▸ **WHAT TO WORK ON**
Starting from the line that contains "let Some((first, rest))", reproduce each line exactly through the end of the material, and include no other lines.
===== RECORDS SHOWN =====
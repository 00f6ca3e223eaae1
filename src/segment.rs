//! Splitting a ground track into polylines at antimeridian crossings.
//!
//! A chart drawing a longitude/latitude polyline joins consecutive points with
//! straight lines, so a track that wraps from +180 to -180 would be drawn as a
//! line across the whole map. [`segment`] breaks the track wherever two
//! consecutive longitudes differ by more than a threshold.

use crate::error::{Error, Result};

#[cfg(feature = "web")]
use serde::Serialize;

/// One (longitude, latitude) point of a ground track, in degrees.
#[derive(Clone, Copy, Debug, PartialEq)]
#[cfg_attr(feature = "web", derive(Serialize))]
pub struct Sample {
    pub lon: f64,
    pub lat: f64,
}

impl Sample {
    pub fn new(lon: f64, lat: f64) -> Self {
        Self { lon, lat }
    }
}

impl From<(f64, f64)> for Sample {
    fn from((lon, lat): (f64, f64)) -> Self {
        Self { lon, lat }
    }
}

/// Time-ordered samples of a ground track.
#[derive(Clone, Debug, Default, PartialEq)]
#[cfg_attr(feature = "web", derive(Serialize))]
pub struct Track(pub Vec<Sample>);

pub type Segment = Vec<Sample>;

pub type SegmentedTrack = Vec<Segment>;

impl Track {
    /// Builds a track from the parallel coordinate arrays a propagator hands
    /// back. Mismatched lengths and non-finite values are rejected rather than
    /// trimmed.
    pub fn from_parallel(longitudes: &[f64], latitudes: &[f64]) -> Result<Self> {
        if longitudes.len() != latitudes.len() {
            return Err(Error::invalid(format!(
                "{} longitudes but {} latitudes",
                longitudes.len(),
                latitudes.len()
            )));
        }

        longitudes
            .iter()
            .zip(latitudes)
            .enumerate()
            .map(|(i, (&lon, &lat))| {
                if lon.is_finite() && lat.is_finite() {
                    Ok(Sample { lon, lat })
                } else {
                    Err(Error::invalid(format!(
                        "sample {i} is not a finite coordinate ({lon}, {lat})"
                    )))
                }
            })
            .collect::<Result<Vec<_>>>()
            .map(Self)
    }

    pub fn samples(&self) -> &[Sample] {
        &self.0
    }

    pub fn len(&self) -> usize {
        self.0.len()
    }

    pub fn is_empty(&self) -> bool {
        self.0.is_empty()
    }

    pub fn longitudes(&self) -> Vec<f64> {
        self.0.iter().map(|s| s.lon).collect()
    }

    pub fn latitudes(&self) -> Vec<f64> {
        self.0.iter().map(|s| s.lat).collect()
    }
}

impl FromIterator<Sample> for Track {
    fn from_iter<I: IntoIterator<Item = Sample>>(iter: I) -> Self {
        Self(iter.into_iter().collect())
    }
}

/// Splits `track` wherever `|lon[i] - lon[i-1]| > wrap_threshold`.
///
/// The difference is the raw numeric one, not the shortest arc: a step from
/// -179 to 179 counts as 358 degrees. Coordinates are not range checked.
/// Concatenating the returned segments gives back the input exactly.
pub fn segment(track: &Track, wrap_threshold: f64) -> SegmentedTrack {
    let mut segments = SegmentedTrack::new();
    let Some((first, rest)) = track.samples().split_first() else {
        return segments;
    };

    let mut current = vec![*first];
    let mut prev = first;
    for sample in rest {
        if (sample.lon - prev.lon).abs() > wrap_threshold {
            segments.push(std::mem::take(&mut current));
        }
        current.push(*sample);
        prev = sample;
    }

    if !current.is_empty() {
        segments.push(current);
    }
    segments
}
=====
▸ **RESPONSE AREA**
    let Some((first, rest)) = track.samples().split_first() else {
        return segments;
    };

    let mut current = vec![*first];
    let mut prev = first;
    for sample in rest {
        if (sample.lon - prev.lon).abs() > wrap_threshold {
            segments.push(std::mem::take(&mut current));
        }
        current.push(*sample);
        prev = sample;
    }

    if !current.is_empty() {
        segments.push(current);
    }
    segments
}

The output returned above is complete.